#![warn(missing_docs)]
//! Reduction of a focal z-stack to a single spectrum.
//!
//! For every wavelength the focal plane with the strongest scattering signal is located. For
//! well-aligned particles this is the thresholded centroid of the focal profile, for mis-aligned
//! particles the brightest non-edge slice. The resulting chromatic-aberration curve is smoothed
//! and the spectrum is sampled along it by linear interpolation between neighbouring slices.
use log::{debug, warn};
use nalgebra::DMatrix;

use crate::{
    archive::{References, ZStack},
    config::{window_nm, CondenserConfig},
    error::{DfError, DfResult},
    utils::{
        filter_data::remove_nans,
        math_utils::{argmax, finite_mean, interp, kahan_sum, linspace, trapz},
        signal::{detect_maxima, truncation_range},
        spikes::remove_spikes,
        usize_to_f64,
    },
};

/// Result of condensing a z-stack.
#[derive(Debug, Clone, PartialEq)]
pub struct CondensedSpectrum {
    /// the condensed spectrum
    pub y: Vec<f64>,
    /// focal height at each wavelength
    pub z_profile: Vec<f64>,
    /// fractional focal index at each wavelength
    pub focus: Vec<f64>,
    /// whether the particle passed the alignment check
    pub aligned: bool,
    /// alignment score (NaN if it could not be determined)
    pub alignment_score: f64,
}

/// Applies background and white-reference correction `(Z - B) / (R - B)`.
///
/// Columns with `R == B` are divided by one.
#[must_use]
pub fn reference_correct(raw: &DMatrix<f64>, references: &References) -> DMatrix<f64> {
    let (background, reference) = (references.background(), references.reference());
    DMatrix::from_fn(raw.nrows(), raw.ncols(), |r, c| {
        let b = background.get(c).copied().unwrap_or(0.0);
        let span = reference.get(c).copied().unwrap_or(1.0) - b;
        let span = if span == 0.0 || !span.is_finite() {
            1.0
        } else {
            span
        };
        (raw[(r, c)] - b) / span
    })
}

/// Returns the focus offset of every slice.
///
/// A missing focus axis or one whose length does not match the number of slices is replaced by
/// a linear span `-default_dz_span ... default_dz_span`.
///
/// # Errors
///
/// This function will return an error if the default span is invalid.
pub fn focus_axis(dz: Option<&[f64]>, slices: usize, config: &CondenserConfig) -> DfResult<Vec<f64>> {
    if let Some(dz) = dz {
        if dz.len() == slices && dz.iter().all(|v| v.is_finite()) {
            return Ok(dz.to_vec());
        }
        debug!(
            "focus axis of length {} does not match {} slices, using linear span",
            dz.len(),
            slices
        );
    }
    match slices {
        0 => Ok(Vec::new()),
        1 => Ok(vec![0.0]),
        _ => Ok(linspace(-config.default_dz_span, config.default_dz_span, slices)?
            .iter()
            .copied()
            .collect()),
    }
}

fn column(z: &DMatrix<f64>, col: usize) -> Vec<f64> {
    z.column(col).iter().copied().collect()
}

/// Computes the alignment score of a z-stack.
///
/// The score compares the signal in the central part of the focal profile to the signal at both
/// ends for the strongest columns of the alignment window. A centred particle scatters most
/// strongly in the middle of the scan and hence reaches a large score.
///
/// # Errors
///
/// This function will return an error if
///   - the z-stack has less than three slices or does not match the wavelength axis
///   - no column yields a finite score
pub fn check_alignment(
    x: &[f64],
    z: &DMatrix<f64>,
    focus: &[f64],
    config: &CondenserConfig,
) -> DfResult<f64> {
    if z.nrows() < 3 {
        return Err(DfError::Condenser(
            "alignment check needs at least three focal slices".into(),
        ));
    }
    if z.ncols() != x.len() || focus.len() != z.nrows() {
        return Err(DfError::Condenser(
            "z-stack does not match wavelength or focus axis".into(),
        ));
    }
    let (start, end) = window_nm(config.alignment_window);
    let window = truncation_range(x, start, end);
    if window.is_empty() {
        return Err(DfError::Condenser(
            "alignment window outside of the wavelength axis".into(),
        ));
    }
    let totals: Vec<f64> = window
        .clone()
        .map(|c| kahan_sum(&column(z, c)))
        .collect();
    let smoothed = config.alignment_smoothing.apply(&totals)?;
    let mut maxima = detect_maxima(&smoothed);
    if maxima.is_empty() {
        maxima.extend(argmax(&smoothed));
    }
    maxima.sort_by(|a, b| smoothed[*b].total_cmp(&smoothed[*a]));
    maxima.truncate(config.alignment_columns);
    let mut columns: Vec<usize> = maxima
        .iter()
        .flat_map(|m| {
            m.saturating_sub(config.alignment_neighbours)
                ..=(m + config.alignment_neighbours).min(smoothed.len() - 1)
        })
        .map(|c| c + window.start)
        .collect();
    columns.sort_unstable();
    columns.dedup();

    let (focus, reversed) = if focus.first() > focus.last() {
        (focus.iter().rev().copied().collect::<Vec<f64>>(), true)
    } else {
        (focus.to_vec(), false)
    };
    let grid = linspace(
        -config.focal_grid_half_width,
        config.focal_grid_half_width,
        config.focal_grid_points,
    )?;
    let edge = config.focal_edge_points;
    let ratios: Vec<f64> = columns
        .iter()
        .map(|c| {
            let mut profile = column(z, *c);
            profile[0] = profile[1];
            if reversed {
                profile.reverse();
            }
            let min = profile.iter().copied().fold(f64::INFINITY, f64::min);
            let profile: Vec<f64> = profile.iter().map(|v| v - min).collect();
            let sampled: Vec<f64> = grid.iter().map(|g| interp(*g, &focus, &profile)).collect();
            let n = sampled.len();
            let mid = trapz(&sampled[edge..n - edge]);
            let outer = trapz(&sampled[..edge]) + trapz(&sampled[n - edge..]);
            mid / outer
        })
        .collect();
    finite_mean(&ratios).ok_or_else(|| {
        DfError::Condenser("no focal profile yields a finite alignment score".into())
    })
}

fn centroid(profile: &[f64], threshold: f64) -> f64 {
    let min = profile.iter().copied().fold(f64::INFINITY, f64::min);
    let max = profile.iter().copied().fold(f64::NEG_INFINITY, f64::max);
    let span = max - min;
    if !span.is_normal() {
        return f64::NAN;
    }
    let weights: Vec<f64> = profile
        .iter()
        .map(|v| ((v - min) / span - threshold).max(0.0))
        .collect();
    let weighted: Vec<f64> = weights
        .iter()
        .enumerate()
        .map(|(k, w)| usize_to_f64(k) * w)
        .collect();
    kahan_sum(&weighted) / kahan_sum(&weights)
}

fn brightest_inner_slice(profile: &[f64]) -> f64 {
    let n = profile.len();
    if n < 3 {
        return argmax(profile).map_or(f64::NAN, usize_to_f64);
    }
    argmax(&profile[1..n - 1]).map_or(f64::NAN, |k| usize_to_f64(k + 1))
}

/// Sample value at a fractional index by linear interpolation between neighbouring entries.
fn sample(values: &[f64], index: f64) -> f64 {
    let last = values.len() - 1;
    #[allow(clippy::cast_possible_truncation, clippy::cast_sign_loss)]
    let lower = (index.floor().max(0.0) as usize).min(last);
    let upper = (lower + 1).min(last);
    let frac = index - usize_to_f64(lower);
    values[lower].mul_add(1.0 - frac, values[upper] * frac)
}

/// Condenses a reference-corrected z-stack (rows are focal slices) to a spectrum.
///
/// # Errors
///
/// This function will return an error if
///   - the z-stack is empty or does not match the wavelength axis
///   - the smoothing parameters are invalid
pub fn condense(
    x: &[f64],
    z: &DMatrix<f64>,
    dz: Option<&[f64]>,
    config: &CondenserConfig,
) -> DfResult<CondensedSpectrum> {
    let slices = z.nrows();
    if slices == 0 || z.ncols() == 0 {
        return Err(DfError::Condenser("empty z-stack".into()));
    }
    if z.ncols() != x.len() {
        return Err(DfError::Condenser(format!(
            "z-stack has {} columns but the wavelength axis {} entries",
            z.ncols(),
            x.len()
        )));
    }
    let focus_axis = focus_axis(dz, slices, config)?;
    if slices == 1 {
        return Ok(CondensedSpectrum {
            y: column_row(z, 0),
            z_profile: vec![focus_axis[0]; x.len()],
            focus: vec![0.0; x.len()],
            aligned: false,
            alignment_score: f64::NAN,
        });
    }
    let (aligned, alignment_score) = match check_alignment(x, z, &focus_axis, config) {
        Ok(score) => (score > config.alignment_threshold, score),
        Err(e) => {
            debug!("alignment check failed: {e}");
            (false, f64::NAN)
        }
    };
    let raw_focus: Vec<f64> = (0..z.ncols())
        .map(|c| {
            let profile = column(z, c);
            if aligned {
                centroid(&profile, config.threshold)
            } else {
                brightest_inner_slice(&profile)
            }
        })
        .collect();
    let raw_focus = remove_nans(&raw_focus)
        .unwrap_or_else(|_| vec![usize_to_f64(slices - 1) / 2.0; raw_focus.len()]);
    let last = usize_to_f64(slices - 1);
    let focus: Vec<f64> = config
        .centroid_smoothing
        .apply(&raw_focus)?
        .iter()
        .map(|c| c.clamp(0.0, last))
        .collect();
    let y: Vec<f64> = focus
        .iter()
        .enumerate()
        .map(|(c, f)| sample(&column(z, c), *f))
        .collect();
    let z_profile: Vec<f64> = focus.iter().map(|f| sample(&focus_axis, *f)).collect();
    Ok(CondensedSpectrum {
        y,
        z_profile,
        focus,
        aligned,
        alignment_score,
    })
}

fn column_row(z: &DMatrix<f64>, row: usize) -> Vec<f64> {
    z.row(row).iter().copied().collect()
}

/// Corrects, condenses and despikes the z-stack of a particle.
///
/// A failing spike removal keeps the condensed spectrum.
///
/// # Errors
///
/// This function will return an error if the z-stack cannot be condensed.
pub fn condense_particle(
    stack: &ZStack,
    references: &References,
    config: &CondenserConfig,
) -> DfResult<CondensedSpectrum> {
    let x = references.wavelengths();
    let corrected = reference_correct(&stack.z, references);
    let mut condensed = condense(x, &corrected, stack.dz.as_deref(), config)?;
    if config.remove_spikes {
        match remove_spikes(x, &condensed.y, references.reference(), config.spike_factor) {
            Ok(y) => condensed.y = y,
            Err(e) => warn!("spike removal failed, keeping spectrum: {e}"),
        }
    }
    if condensed.y.iter().any(|v| !v.is_finite()) {
        condensed.y = remove_nans(&condensed.y)?;
    }
    Ok(condensed)
}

What the task asks: Return all lines from the entries that contain the string "argmax".

Exercise solution:
        math_utils::{argmax, finite_mean, interp, kahan_sum, linspace, trapz},
        maxima.extend(argmax(&smoothed));
        return argmax(profile).map_or(f64::NAN, usize_to_f64);
    argmax(&profile[1..n - 1]).map_or(f64::NAN, |k| usize_to_f64(k + 1))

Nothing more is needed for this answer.